I have the following code snippet to implement this function:

class Array
  alias_method :orig_multiple, :*
  def *(arg)
    case arg
    when Array
      if arg.empty?
        self
      else
        inject([]) do |product, item|
          product.concat(arg.collect do |i|
                           case item
                           when Array
                             item.clone << i
                           else
                             [item, i]
                           end
                         end)
        end
      end
    else
      orig_multiple(arg)
    end
  end
end

It works but seems ugly.

Could anyone please to give me a clue to make it beauty and rubish!

Thx in advance.
Eric
Robert K. (Guest)
on 2006-03-28 14:30
(Received via mailing list)
Eric L. wrote:
>     case arg
>                              [item, i]
> It works but seems ugly.
>
> Could anyone please to give me a clue to make it beauty and rubish!
>
> Thx in advance.
> Eric

res = []
a1.each {|e1| a2.each {|e2| res << [e1,e2]}}

Or, if you prefer inject

a1.inject([]) {|arr,e1| a2.each {|e2| arr << [e1,e2]}; arr }

Kind regards

	robert
Ryan D. (Guest)
on 2006-03-28 14:55
(Received via mailing list)
On Mar 28, 2006, at 2:08 AM, Eric L. wrote:

> I want to make a Array multipled by another Array, and the
> following semantic.
> For example:
>  [1, 2, 3] * [4, 5]
> then I will want [[1, 4], [1, 5], [2, 4], [2, 5], [3, 4], [3, 5]]
> returned.

a = [1, 2, 3]
b = [4, 5]

(a * b.size).zip(b * a.size).sort
# => [[1, 4], [1, 5], [2, 4], [2, 5], [3, 4], [3, 5]]

# or w/o sort:
a.zip(a).flatten.zip(b * a.size)
# => [[1, 4], [1, 5], [2, 4], [2, 5], [3, 4], [3, 5]]

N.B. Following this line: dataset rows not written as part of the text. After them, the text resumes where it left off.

//! Read-only view over a piece of parsed markup.
//!
//! Parsers only talk to [`Fragment`], never to the HTML engine directly, so
//! the field extraction stays independent of how the tree was built.

use scraper::{ElementRef, Html, Selector};

use crate::error::ExtractionError;

type Result<T> = std::result::Result<T, ExtractionError>;

pub trait Fragment: Sized + Clone {
    /// Every descendant matching `selector`, in document order.
    fn select_all(&self, selector: &str) -> Result<Vec<Self>>;

    fn attribute(&self, name: &str) -> Option<String>;

    /// Concatenated text of the fragment, trimmed.
    fn text_content(&self) -> String;

    fn has_class(&self, class: &str) -> bool;

    fn select_one(&self, selector: &str) -> Result<Option<Self>> {
        Ok(self.select_all(selector)?.into_iter().next())
    }

    fn exists(&self, selector: &str) -> Result<bool> {
        Ok(self.select_one(selector)?.is_some())
    }

    fn require(&self, selector: &str) -> Result<Self> {
        self.select_one(selector)?
            .ok_or_else(|| ExtractionError::MissingElement(selector.to_string()))
    }

    fn require_text(&self, selector: &str) -> Result<String> {
        Ok(self.require(selector)?.text_content())
    }

    /// Text of the first match, `None` when nothing matches or the text is blank.
    fn optional_text(&self, selector: &str) -> Result<Option<String>> {
        Ok(self
            .select_one(selector)?
            .map(|el| el.text_content())
            .filter(|text| !text.is_empty()))
    }

    fn require_attribute(&self, name: &str) -> Result<String> {
        self.attribute(name)
            .ok_or_else(|| ExtractionError::MissingAttribute {
                selector: self.describe(),
                attribute: name.to_string(),
            })
    }

    /// Short label used in error messages.
    fn describe(&self) -> String {
        "element".to_string()
    }
}

pub fn parse_selector(selector: &str) -> Result<Selector> {
    Selector::parse(selector).map_err(|_| ExtractionError::InvalidSelector(selector.to_string()))
}

impl Fragment for ElementRef<'_> {
    fn select_all(&self, selector: &str) -> Result<Vec<Self>> {
        let selector = parse_selector(selector)?;
        Ok(self.select(&selector).collect())
    }

    fn attribute(&self, name: &str) -> Option<String> {
        self.value().attr(name).map(str::to_string)
    }

    fn text_content(&self) -> String {
        self.text().collect::<String>().trim().to_string()
    }

    fn has_class(&self, class: &str) -> bool {
        self.value().classes().any(|c| c == class)
    }

    fn describe(&self) -> String {
        let element = self.value();
        match element.classes().next() {
            Some(class) => format!("{}.{}", element.name(), class),
            None => element.name().to_string(),
        }
    }
}

/// Parses a full page; the returned tree is queried through its root element.
pub fn parse_document(html: &str) -> Html {
    Html::parse_document(html)
}
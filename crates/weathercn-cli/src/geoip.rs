//! IP geolocation collaborators.
//!
//! A [`RegionLookup`] resolves an IP to the provider-conventional pipe
//! hierarchy `country|region|province|city|isp`. Implementations that
//! receive a structured shape adapt it onto the pipe form so the
//! resolver parses one format. [`FallbackRegionLookup`] chains providers
//! in a fixed order, first success wins.

use std::net::IpAddr;
use std::str::FromStr;

use serde::Deserialize;

use crate::error::WeatherError;
use crate::transport::Transport;

/// `lookup(ip) -> "country|region|province|city|isp"`.
pub trait RegionLookup {
    fn lookup(&self, ip: &str) -> Result<String, WeatherError>;
}

/// Trusted proxy-header sources, probed in order. The first
/// comma-separated token that parses as an IP wins.
pub const CLIENT_IP_HEADERS: [&str; 4] = ["X-Forwarded-For", "X-Real-IP", "Client-IP", "Remote-Addr"];

/// Telecom-operator keywords: a fourth hierarchy segment containing one
/// of these is an ISP name, not a city. Kept as data so deployments can
/// extend the list without touching resolver control flow.
pub fn default_isp_keywords() -> Vec<String> {
    ["电信", "联通", "移动", "铁通", "网通", "卫通"]
        .into_iter()
        .map(str::to_string)
        .collect()
}

#[derive(Debug, Clone, PartialEq, Eq)]
pub struct RegionParts {
    pub province: String,
    pub city: String,
}

/// Split the pipe hierarchy and apply the ISP-keyword correction: when
/// the city segment names an operator or is empty, the province segment
/// stands in for the city. The administrative `市` particle is stripped
/// to match city-code table keys.
pub fn parse_region(region: &str, isp_keywords: &[String]) -> RegionParts {
    let segments: Vec<&str> = region.split('|').collect();
    let province = segments.get(2).copied().unwrap_or_default().to_string();
    let mut city = segments.get(3).copied().unwrap_or_default().to_string();

    let is_isp = isp_keywords
        .iter()
        .any(|keyword| !keyword.is_empty() && city.contains(keyword.as_str()));
    if is_isp || city.is_empty() {
        city = province.clone();
    }
    city = city.replace('市', "");

    RegionParts { province, city }
}

/// Derive the caller's IP from ordered proxy-header pairs.
pub fn client_ip_from_headers(headers: &[(&str, &str)]) -> Option<String> {
    for header in CLIENT_IP_HEADERS {
        let found = headers
            .iter()
            .find(|(name, _)| name.eq_ignore_ascii_case(header))
            .map(|(_, value)| *value);
        if let Some(ip) = found.and_then(first_valid_ip) {
            return Some(ip);
        }
    }
    None
}

/// Ordered provider chain: the first successful lookup wins; when every
/// provider fails the last error is surfaced as `LocationFailed`.
pub struct FallbackRegionLookup {
    providers: Vec<Box<dyn RegionLookup>>,
}

impl FallbackRegionLookup {
    pub fn new(providers: Vec<Box<dyn RegionLookup>>) -> Self {
        Self { providers }
    }
}

impl RegionLookup for FallbackRegionLookup {
    fn lookup(&self, ip: &str) -> Result<String, WeatherError> {
        let mut last_error = WeatherError::LocationFailed("no region providers".to_string());
        for provider in &self.providers {
            match provider.lookup(ip) {
                Ok(region) if !region.is_empty() => return Ok(region),
                Ok(_) => {
                    last_error =
                        WeatherError::LocationFailed(format!("empty region for {ip}"));
                }
                Err(error) => last_error = error,
            }
        }
        Err(last_error)
    }
}

const PCONLINE_ENDPOINT: &str = "https://whois.pconline.com.cn/ipJson.jsp";

#[derive(Debug, Deserialize)]
struct PconlineResponse {
    #[serde(default)]
    pro: String,
    #[serde(default)]
    city: String,
    #[serde(default)]
    region: String,
}

/// HTTP provider over whois.pconline.com.cn, which answers a structured
/// `{ip, pro, city, region}` JSON shape.
pub struct PconlineLookup<T: Transport> {
    transport: T,
}

impl<T: Transport> PconlineLookup<T> {
    pub fn new(transport: T) -> Self {
        Self { transport }
    }
}

impl<T: Transport> RegionLookup for PconlineLookup<T> {
    fn lookup(&self, ip: &str) -> Result<String, WeatherError> {
        let url = format!("{PCONLINE_ENDPOINT}?ip={}&json=true", urlencoding::encode(ip));
        let body = self.transport.send(&url, &[])?;
        let parsed: PconlineResponse = serde_json::from_str(body.trim())
            .map_err(|error| WeatherError::DataParseFailed(format!("pconline payload: {error}")))?;

        if parsed.pro.is_empty() && parsed.city.is_empty() {
            return Err(WeatherError::LocationFailed(format!(
                "no region data for {ip}"
            )));
        }

        Ok(format!(
            "中国|{}|{}|{}|",
            parsed.region, parsed.pro, parsed.city
        ))
    }
}

fn first_valid_ip(value: &str) -> Option<String> {
    value
        .split(',')
        .map(str::trim)
        .find(|token| IpAddr::from_str(token).is_ok())
        .map(str::to_string)
}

# the latter only works as-is because b.size == 2 (a.zip(a).flatten
~= a * 2).
# If b.size were 3, you'd add b.size-1 a's to the first zip arg list:

b << 6
a.zip(a, a).flatten.zip(b * a.size)
# => [[1, 4], [1, 5], [1, 6], [2, 4], [2, 5], [2, 6], [3, 4], [3, 5],
[3, 6]]

# if order doesn't actually matter, the first solution is the cleanest:

class Array
   def x(b)
     a = self
     (a * b.size).zip(b * a.size)
   end
end

a.x b
=> [[1, 4], [2, 5], [3, 6], [1, 4], [2, 5], [3, 6], [1, 4], [2, 5],
[3, 6]]
Pit C. (Guest)
on 2006-03-28 16:32
(Received via mailing list)
Ryan D. schrieb:
>     a = self
>     (a * b.size).zip(b * a.size)
>   end
> end
>
> a.x b
> => [[1, 4], [2, 5], [3, 6], [1, 4], [2, 5], [3, 6], [1, 4], [2, 5],  [3,
> 6]]

Ryan, this works only if a.size and b.size are relatively prime, as in
your first example. The second example shows the error. If you use sort
in a different place it should work, though:

   (a * b.size).sort.zip(b * a.size)

Regards,
Pit
Eric L. (Guest)
on 2006-03-29 08:09
(Received via mailing list)
Ryan> class Array
  Ryan> def x(b)
  Ryan> a = self
  Ryan> (a * b.size).zip(b * a.size)
  Ryan> end
  Ryan> end

  Ryan> a.x b
  Ryan> => [[1, 4], [2, 5], [3, 6], [1, 4], [2, 5], [3, 6], [1, 4], [2,
5],
  Ryan> [3, 6]]

  Thanks for your hint, It seems so simple and pretty.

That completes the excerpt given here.